# Pruning vallisneria



## chipster55

I have been researching with no success on how to properly prune Vallisneria spiralis. I bought a plant package and it has been growing very well. My Vallisneria has gotten out of control. I have C02 with ph meter and lighting of about 2.25 watts per gallon. How exactly do you prune this plant..Can you cut it half way down stem and replant. I am hoping to get it thicker as opposed to taller. If you do cut it half way down can you replant the stems that were cut or transfer them to another aquarium. Thanks..I am planning a planted Discus Tank and also would like to know the best plant for cover over substrate. My substrate is mixed..Small gravel and some plant substrate.


----------



## Tex Gal

You can't trim them and plant the tops. They will make new plants and thicken up. I have cut the tops off so that they don't shade my other plants but they get a nasty brown where the cut is.


----------



## chipster55

So what is the best way..Maybe I misunderstood your response but Do the brown tops stay brown where they are trimmed. I would like to thicken them up without all the length. Is there a certian place to cut them.


----------



## FrostyNYC

By thicken up, you mean that you want more leaves, not longer leaves?

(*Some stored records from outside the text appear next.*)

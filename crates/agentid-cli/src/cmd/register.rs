use anyhow::Result;
use serde::Serialize;
use solana_sdk::signature::Signer;

use crate::args::Cli;
use crate::io::input;
use crate::output;
use crate::solana::client::connect;

#[derive(Debug, Serialize)]
pub struct RegisterOut {
    pub wallet: String,
    pub identity_address: String,
    pub signature: String,
}

pub async fn run(cli: &Cli, keypair: &str, uri: &str, funder: Option<&str>) -> Result<()> {
    let client = connect(cli)?;
    let wallet = input::load_keypair(keypair)?;
    let funder = funder.map(input::load_keypair).transpose()?;

    let pb = output::spinner("registering identity")?;
    let res = client.register_existing(&wallet, uri, funder.as_ref()).await;
    pb.finish_and_clear();
    let reg = res?;

    output::print(&RegisterOut {
        wallet: wallet.pubkey().to_string(),
        identity_address: reg.identity_address.to_string(),
        signature: reg.signature.to_string(),
    })
}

My vals spread runners like crazy. I've found that if I cut off the runners, the plants put out more leaves instead of putting their energy into new baby plants. 

Keep in mind that you're not cutting "stems" when you trim a val. You're just cutting leaves. The plant has a rosette which grows leaves rather than a stem. 

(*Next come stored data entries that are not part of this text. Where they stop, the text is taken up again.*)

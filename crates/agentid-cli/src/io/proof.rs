//! Off-chain proof-of-ownership checks run before submitting verification.

use serde::Serialize;
use solana_sdk::pubkey::Pubkey;
use thiserror::Error;

use crate::args::ProofMethod;
use crate::io::input;

#[derive(Debug, Error)]
pub enum ProofError {
    #[error("--target is required for --method {0}")]
    MissingTarget(&'static str),

    #[error("invalid target: {0}")]
    InvalidTarget(String),

    #[error("fetch {url}: {reason}")]
    Fetch { url: String, reason: String },

    #[error("wallet {wallet} not found at {url}")]
    WalletNotMentioned { wallet: String, url: String },
}

#[derive(Debug, Clone, Serialize)]
pub struct ProofOutcome {
    pub method: &'static str,
    pub checked_url: String,
}

pub async fn check_ownership(
    method: ProofMethod,
    target: Option<&str>,
    wallet: &Pubkey,
) -> Result<ProofOutcome, ProofError> {
    let target = target
        .map(str::trim)
        .filter(|t| !t.is_empty())
        .ok_or(ProofError::MissingTarget(method.as_str()))?;
    let url = proof_url(method, target)?;
    tracing::debug!(method = method.as_str(), %url, "checking ownership proof");

    let body = input::fetch_url_text(&url)
        .await
        .map_err(|e| ProofError::Fetch { url: url.clone(), reason: e.to_string() })?;

    let wallet_str = wallet.to_string();
    let found = match method {
        ProofMethod::Domain => well_known_names_wallet(&body, &wallet_str),
        ProofMethod::Social | ProofMethod::Repo => body.contains(&wallet_str),
    };
    if !found {
        return Err(ProofError::WalletNotMentioned { wallet: wallet_str, url });
    }
    Ok(ProofOutcome { method: method.as_str(), checked_url: url })
}

fn proof_url(method: ProofMethod, target: &str) -> Result<String, ProofError> {
    match method {
        ProofMethod::Social => {
            if !input::looks_like_url(target) {
                return Err(ProofError::InvalidTarget(format!("profile must be an http(s) url: {target}")));
            }
            Ok(target.to_string())
        }
        ProofMethod::Domain => {
            let domain = target
                .trim_start_matches("https://")
                .trim_start_matches("http://")
                .trim_end_matches('/');
            if domain.is_empty() || domain.contains('/') {
                return Err(ProofError::InvalidTarget(format!("expected a bare domain: {target}")));
            }
            Ok(format!("https://{domain}/.well-known/agent-identity.json"))
        }
        ProofMethod::Repo => {
            input::github_raw_url(target).map_err(|e| ProofError::InvalidTarget(e.to_string()))
        }
    }
}

/// `{"wallet": "..."}`, `{"wallets": [...]}`, or a plain mention.
fn well_known_names_wallet(body: &str, wallet: &str) -> bool {
    match serde_json::from_str::<serde_json::Value>(body) {
        Ok(v) => {
            let single = v.get("wallet").and_then(|w| w.as_str()) == Some(wallet);
            let listed = v
                .get("wallets")
                .and_then(|w| w.as_array())
                .map(|ws| ws.iter().any(|w| w.as_str() == Some(wallet)))
                .unwrap_or(false);
            single || listed
        }
        Err(_) => body.contains(wallet),
    }
}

Regarding covering your substrate, if you like vals, you might want to try a chain sword species. They have a similar grasslike appeal and will carpet your tank with CO2 and good lighting.


----------



## chipster55

Ok I feel pretty ignorant right now but i gotta ask. I guess I am confusing leaves and stems, so if i want to shorten plant by 6-8 inches do I snip the plant at the length I want it to be in the tank. If so can you replant the tops that are cut. Also will vals withstand water temps of 82. Thanks for your help


----------



## Seattle_Aquarist

Hi chipster55,
You can trim the leaves to any height you would like (just leave enough for the plant to continue to grow), you may get a brown edge where you cut. The tops of the leaves that you cut off will not grow if planted and should be thrown out.


----------



## chipster55

So is that what most people do with these plants or do they just let them go? What happens to the brown edge..Does it stay brown. Thanks


----------



## Seattle_Aquarist

Hi chipster55,
I just let my val grow, but my tank is 24" tall so the leaves don't block the light. If your val gets so long that it blocks the light or effects the circulation in the tank, then I would trim. I trim with very sharp scissors, and I don't get brown edges at the cut.


----------



## rodrigaj

There is something of beauty when v. spirallis bends across the surface of a tank. If you look at the center portion of my tank you see that I let them be. They provide a low light environment below which I plant with anubias, java fern and java moss. 

Whenever I have cut the tops off, I have been disappointed. The tops get progressively raggedy looking, extending downward where the eye sees them.


----------



## chipster55

Beautiful Tanks..Mine has really grown and spread out over the top 1/3 my tank and it does look good..Will it keep growing and continue to spread..Maybe I planted to much of it..One more question. I just got done removing root like brown grass from the bottoms (most of it) to the top of my Rotala rotundifolia. I actually pulled the plants out of substrate to remove what I could without damaging plants. It looked like the color of the roots and was like a thick spiderweb. I am new to this part of aquarium projects so i do appreciate any help I can get. Could anyone tell me what this was, what caused it and how to avoid it in the future. My aquarium is planted very heavy as was suggested. I have C02 with ph meter and am slowly lower my ph to 6.5. My gh is 13 (which I am trying to lower) and my KH is 7. Phosphate is 0 to .5(hard to read color) all other parameters are as they should be..Thanks


----------



## Seattle_Aquarist

Hi chipster55,
They were probably aerial or feeder roots, some plant types seem to generate them more than other types. The roots tend to form at the leaf / stem junction. They look unsightly, I just remove them when they form. My Ludwigia repens tends to form feeder roots but my Rotala 'Nanjenshan' and Bacopa australis does not.


----------



## chipster55

Whats the best (and easiest) to remove it. As I said in an earlier post I uprooted them and tried to pick this stuff off...Of course I lost a few stems or runners along the way...Would cutting the root system down help any?..is there any way to prevent this or should I just look at another plant for that area..Thanks for the advice.


----------



## Seattle_Aquarist

chipster55,
I just pull mine off while holding onto the stem. The roots I get usually pull off fairly easily. Sometimes they grow back, sometimes not. The roots seem to occur more frequently on stems I have trimmed.


----------



## chipster55

Thats what I was doing but these things were wrapped up tight and went up about half way on alot of stems.Maybe thats just the way it is but i would think that if this were a common issue, no one would want these plants..mine do look great from half way up..nice red tint at top..Hate to lose them.


----------